Exercise goal -
In the entries below, find the line with "Run one sweep" and the line with "p.backoff_delay(state.attempt.max(0) as u32))". Reproduce those two lines and every line between them exactly, and nothing more.

Provided records -

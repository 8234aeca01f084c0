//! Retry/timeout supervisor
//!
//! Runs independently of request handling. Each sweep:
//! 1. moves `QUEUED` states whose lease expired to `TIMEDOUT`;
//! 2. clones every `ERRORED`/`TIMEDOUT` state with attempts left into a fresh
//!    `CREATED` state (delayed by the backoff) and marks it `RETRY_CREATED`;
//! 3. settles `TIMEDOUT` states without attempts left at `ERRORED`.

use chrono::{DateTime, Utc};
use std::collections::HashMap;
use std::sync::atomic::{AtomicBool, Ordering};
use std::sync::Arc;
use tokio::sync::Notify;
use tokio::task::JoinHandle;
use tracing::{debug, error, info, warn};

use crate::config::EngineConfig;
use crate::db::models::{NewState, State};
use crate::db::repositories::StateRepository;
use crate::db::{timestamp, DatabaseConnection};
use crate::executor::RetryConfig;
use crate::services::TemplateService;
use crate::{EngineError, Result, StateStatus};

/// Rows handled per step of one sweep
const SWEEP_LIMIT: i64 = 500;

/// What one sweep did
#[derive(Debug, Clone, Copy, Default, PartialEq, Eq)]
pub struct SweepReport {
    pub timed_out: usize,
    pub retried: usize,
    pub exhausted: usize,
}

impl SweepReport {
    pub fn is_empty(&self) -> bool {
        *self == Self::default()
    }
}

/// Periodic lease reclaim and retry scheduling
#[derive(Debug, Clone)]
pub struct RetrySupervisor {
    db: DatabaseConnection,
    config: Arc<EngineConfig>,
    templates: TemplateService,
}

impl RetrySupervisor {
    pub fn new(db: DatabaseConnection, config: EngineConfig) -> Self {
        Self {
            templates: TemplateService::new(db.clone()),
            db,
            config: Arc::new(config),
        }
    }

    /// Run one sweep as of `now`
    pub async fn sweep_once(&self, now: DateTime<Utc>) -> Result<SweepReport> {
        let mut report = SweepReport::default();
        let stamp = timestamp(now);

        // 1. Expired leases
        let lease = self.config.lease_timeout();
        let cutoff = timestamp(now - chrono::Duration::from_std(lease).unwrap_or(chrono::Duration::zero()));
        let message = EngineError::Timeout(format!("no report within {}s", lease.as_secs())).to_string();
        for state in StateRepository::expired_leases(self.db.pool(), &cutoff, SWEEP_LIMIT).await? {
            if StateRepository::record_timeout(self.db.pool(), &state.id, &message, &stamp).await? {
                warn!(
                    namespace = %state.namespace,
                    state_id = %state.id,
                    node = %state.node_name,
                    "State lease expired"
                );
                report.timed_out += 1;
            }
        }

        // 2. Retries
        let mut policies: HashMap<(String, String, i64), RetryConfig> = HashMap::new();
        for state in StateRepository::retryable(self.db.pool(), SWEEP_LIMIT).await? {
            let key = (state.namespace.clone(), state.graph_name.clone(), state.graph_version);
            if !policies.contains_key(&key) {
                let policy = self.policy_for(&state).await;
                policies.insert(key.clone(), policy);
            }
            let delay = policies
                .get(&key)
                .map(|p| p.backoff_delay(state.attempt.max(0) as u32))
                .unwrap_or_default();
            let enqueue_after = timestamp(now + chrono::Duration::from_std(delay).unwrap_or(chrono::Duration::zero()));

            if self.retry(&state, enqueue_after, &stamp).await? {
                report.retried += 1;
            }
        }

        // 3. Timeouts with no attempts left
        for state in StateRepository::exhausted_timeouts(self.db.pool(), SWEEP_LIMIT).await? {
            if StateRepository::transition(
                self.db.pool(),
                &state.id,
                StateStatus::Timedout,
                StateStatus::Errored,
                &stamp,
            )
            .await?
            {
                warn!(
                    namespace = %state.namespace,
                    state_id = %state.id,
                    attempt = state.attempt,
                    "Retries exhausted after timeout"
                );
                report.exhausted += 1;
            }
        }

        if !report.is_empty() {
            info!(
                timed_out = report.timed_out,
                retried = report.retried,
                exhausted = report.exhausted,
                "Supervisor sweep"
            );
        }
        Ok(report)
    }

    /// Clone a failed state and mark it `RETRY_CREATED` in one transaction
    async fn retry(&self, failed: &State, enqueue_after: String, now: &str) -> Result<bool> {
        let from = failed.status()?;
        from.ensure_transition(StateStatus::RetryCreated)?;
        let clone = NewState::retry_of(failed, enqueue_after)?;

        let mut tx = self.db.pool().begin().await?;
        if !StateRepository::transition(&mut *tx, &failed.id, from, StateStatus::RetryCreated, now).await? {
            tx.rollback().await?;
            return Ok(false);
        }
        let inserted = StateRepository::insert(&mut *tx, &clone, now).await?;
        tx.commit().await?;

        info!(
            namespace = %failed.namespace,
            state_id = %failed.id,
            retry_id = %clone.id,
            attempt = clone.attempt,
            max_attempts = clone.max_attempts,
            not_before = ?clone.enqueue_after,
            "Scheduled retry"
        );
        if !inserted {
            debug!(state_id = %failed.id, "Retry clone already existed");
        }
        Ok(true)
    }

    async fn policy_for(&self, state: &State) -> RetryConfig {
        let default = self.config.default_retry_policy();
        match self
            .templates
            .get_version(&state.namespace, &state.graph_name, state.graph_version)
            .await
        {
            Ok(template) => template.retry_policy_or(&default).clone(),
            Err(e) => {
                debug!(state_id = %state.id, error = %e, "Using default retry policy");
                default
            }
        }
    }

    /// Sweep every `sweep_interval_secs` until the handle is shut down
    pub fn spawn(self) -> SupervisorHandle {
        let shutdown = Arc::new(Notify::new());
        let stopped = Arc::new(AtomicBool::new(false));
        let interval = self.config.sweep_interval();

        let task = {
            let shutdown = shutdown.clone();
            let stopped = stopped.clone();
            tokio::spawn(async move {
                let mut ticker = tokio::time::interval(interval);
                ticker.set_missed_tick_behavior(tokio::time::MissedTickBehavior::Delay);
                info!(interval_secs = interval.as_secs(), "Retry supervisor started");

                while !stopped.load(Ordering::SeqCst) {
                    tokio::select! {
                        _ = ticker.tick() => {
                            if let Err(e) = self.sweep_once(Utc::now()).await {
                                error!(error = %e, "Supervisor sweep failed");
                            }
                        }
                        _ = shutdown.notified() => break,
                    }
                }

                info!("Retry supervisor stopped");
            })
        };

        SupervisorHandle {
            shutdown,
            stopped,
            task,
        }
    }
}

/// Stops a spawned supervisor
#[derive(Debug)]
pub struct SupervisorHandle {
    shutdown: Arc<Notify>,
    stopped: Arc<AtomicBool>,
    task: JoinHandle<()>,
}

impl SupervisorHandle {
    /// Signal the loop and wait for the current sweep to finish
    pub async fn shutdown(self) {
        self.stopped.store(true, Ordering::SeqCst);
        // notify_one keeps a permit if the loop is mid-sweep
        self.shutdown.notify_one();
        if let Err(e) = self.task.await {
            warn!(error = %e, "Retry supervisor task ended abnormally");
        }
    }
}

Finished exercise -
    /// Run one sweep as of `now`
    pub async fn sweep_once(&self, now: DateTime<Utc>) -> Result<SweepReport> {
        let mut report = SweepReport::default();
        let stamp = timestamp(now);

        // 1. Expired leases
        let lease = self.config.lease_timeout();
        let cutoff = timestamp(now - chrono::Duration::from_std(lease).unwrap_or(chrono::Duration::zero()));
        let message = EngineError::Timeout(format!("no report within {}s", lease.as_secs())).to_string();
        for state in StateRepository::expired_leases(self.db.pool(), &cutoff, SWEEP_LIMIT).await? {
            if StateRepository::record_timeout(self.db.pool(), &state.id, &message, &stamp).await? {
                warn!(
                    namespace = %state.namespace,
                    state_id = %state.id,
                    node = %state.node_name,
                    "State lease expired"
                );
                report.timed_out += 1;
            }
        }

        // 2. Retries
        let mut policies: HashMap<(String, String, i64), RetryConfig> = HashMap::new();
        for state in StateRepository::retryable(self.db.pool(), SWEEP_LIMIT).await? {
            let key = (state.namespace.clone(), state.graph_name.clone(), state.graph_version);
            if !policies.contains_key(&key) {
                let policy = self.policy_for(&state).await;
                policies.insert(key.clone(), policy);
            }
            let delay = policies
                .get(&key)
                .map(|p| p.backoff_delay(state.attempt.max(0) as u32))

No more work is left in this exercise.